= AVAILABLE DATA =

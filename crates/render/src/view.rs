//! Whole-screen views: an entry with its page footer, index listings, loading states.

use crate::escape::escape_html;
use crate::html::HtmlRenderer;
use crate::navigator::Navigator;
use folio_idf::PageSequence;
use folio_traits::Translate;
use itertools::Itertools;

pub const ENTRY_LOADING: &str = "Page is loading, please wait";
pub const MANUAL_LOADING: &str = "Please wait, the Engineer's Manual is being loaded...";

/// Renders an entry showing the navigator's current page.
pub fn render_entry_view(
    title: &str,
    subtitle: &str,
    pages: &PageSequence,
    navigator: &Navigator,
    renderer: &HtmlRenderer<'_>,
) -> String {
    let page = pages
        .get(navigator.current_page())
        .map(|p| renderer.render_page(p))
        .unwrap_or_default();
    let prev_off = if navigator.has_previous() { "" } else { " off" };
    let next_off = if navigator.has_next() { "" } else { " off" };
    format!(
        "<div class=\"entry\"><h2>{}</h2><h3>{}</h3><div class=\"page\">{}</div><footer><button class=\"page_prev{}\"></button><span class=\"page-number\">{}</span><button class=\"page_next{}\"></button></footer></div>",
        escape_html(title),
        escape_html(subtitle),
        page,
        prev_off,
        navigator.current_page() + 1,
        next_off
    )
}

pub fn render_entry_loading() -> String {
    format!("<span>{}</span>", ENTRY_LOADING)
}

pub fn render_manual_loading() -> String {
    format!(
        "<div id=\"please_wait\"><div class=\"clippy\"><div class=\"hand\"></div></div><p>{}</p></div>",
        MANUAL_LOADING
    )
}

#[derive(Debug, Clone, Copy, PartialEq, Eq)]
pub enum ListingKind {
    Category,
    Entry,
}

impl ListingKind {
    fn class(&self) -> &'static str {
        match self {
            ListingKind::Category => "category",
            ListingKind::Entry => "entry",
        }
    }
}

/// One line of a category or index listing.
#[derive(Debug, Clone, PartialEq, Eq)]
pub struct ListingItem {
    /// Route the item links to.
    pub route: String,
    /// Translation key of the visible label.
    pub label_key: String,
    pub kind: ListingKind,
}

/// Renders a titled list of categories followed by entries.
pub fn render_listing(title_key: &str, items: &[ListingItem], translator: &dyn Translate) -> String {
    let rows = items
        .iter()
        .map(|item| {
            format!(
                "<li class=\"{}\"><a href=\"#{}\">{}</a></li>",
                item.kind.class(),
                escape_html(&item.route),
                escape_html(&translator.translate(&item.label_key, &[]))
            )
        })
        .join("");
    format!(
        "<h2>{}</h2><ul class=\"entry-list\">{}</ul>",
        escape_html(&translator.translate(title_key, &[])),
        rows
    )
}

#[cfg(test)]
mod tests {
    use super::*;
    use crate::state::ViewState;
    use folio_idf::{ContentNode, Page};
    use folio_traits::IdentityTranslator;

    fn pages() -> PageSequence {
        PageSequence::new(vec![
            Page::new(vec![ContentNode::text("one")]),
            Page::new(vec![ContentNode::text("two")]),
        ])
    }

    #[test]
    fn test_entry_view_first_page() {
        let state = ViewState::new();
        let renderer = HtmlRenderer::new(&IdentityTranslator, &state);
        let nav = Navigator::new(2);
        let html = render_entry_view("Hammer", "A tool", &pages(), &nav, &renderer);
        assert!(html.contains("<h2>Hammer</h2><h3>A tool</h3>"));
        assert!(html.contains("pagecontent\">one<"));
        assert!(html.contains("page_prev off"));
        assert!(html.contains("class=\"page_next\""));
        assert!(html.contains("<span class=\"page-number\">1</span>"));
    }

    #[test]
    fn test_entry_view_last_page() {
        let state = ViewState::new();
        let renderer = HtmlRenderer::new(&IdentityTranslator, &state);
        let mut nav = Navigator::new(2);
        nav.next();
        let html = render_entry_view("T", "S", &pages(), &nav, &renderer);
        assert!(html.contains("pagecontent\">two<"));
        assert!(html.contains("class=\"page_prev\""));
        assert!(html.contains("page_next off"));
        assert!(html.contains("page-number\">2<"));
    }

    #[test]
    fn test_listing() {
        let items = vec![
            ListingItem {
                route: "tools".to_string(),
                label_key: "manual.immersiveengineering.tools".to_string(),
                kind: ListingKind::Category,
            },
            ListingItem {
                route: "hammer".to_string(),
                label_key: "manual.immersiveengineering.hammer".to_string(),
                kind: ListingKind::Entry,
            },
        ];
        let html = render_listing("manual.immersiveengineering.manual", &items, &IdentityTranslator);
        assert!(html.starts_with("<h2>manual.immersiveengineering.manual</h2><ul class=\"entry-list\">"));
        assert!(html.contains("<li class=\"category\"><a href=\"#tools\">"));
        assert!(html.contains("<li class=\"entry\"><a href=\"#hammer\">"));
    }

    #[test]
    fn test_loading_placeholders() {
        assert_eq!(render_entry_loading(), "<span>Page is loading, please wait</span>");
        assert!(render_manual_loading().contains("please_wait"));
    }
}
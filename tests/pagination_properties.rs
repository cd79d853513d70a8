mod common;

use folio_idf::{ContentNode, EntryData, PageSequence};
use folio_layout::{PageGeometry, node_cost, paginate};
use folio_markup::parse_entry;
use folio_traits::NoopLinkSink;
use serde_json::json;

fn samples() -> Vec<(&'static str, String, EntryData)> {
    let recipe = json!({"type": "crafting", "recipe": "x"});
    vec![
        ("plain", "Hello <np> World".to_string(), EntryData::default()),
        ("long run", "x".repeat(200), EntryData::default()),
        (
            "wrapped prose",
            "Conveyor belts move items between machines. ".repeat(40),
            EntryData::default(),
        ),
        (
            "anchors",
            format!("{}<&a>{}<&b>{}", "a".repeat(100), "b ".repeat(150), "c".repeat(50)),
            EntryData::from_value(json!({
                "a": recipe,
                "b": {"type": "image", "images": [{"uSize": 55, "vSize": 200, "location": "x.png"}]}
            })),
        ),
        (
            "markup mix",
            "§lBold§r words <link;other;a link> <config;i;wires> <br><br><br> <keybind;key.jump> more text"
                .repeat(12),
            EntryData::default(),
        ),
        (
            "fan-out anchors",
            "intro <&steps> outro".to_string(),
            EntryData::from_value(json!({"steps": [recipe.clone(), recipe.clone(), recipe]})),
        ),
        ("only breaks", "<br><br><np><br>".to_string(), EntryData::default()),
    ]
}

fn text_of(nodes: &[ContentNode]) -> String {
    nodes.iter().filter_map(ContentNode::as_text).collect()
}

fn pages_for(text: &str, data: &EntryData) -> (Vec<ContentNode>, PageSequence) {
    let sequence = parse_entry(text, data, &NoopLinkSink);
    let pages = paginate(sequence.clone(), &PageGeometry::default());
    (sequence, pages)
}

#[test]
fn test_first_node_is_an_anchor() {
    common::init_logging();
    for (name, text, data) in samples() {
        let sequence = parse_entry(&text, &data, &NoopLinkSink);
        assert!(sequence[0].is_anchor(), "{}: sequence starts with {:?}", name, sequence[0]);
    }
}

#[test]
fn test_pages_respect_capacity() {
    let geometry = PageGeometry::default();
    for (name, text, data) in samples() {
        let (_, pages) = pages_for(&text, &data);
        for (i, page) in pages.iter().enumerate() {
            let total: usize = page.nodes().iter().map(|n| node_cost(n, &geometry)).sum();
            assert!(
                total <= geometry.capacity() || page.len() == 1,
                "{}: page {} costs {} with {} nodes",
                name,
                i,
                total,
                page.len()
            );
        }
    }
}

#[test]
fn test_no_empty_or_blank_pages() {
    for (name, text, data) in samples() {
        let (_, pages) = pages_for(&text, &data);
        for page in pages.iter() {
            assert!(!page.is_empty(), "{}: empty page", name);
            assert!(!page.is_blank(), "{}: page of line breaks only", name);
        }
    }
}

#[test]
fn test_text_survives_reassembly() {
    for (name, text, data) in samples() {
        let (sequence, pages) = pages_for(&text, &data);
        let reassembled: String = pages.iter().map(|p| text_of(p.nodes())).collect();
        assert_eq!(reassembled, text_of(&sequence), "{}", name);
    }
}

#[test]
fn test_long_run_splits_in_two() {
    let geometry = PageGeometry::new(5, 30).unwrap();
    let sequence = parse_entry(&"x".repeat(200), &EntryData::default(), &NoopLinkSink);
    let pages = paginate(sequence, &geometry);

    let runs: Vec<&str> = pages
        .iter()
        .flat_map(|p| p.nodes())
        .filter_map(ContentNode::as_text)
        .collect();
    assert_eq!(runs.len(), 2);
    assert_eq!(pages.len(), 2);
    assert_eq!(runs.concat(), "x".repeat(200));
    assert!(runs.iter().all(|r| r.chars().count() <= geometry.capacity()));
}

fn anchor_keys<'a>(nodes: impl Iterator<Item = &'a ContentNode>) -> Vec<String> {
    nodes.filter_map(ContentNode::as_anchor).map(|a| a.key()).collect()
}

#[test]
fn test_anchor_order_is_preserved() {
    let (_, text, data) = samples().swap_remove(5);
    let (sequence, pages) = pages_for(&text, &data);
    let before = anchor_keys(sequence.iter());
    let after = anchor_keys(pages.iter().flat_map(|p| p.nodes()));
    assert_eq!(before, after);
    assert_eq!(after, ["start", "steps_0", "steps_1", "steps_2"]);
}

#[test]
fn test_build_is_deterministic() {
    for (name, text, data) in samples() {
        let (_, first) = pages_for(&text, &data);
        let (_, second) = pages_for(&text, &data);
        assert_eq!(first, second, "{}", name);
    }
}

= WHAT TO PRODUCE =
Going through the records above, count the lines that include the word "NoopLinkSink". Give the number alone.

= WRITTEN ANSWER =
4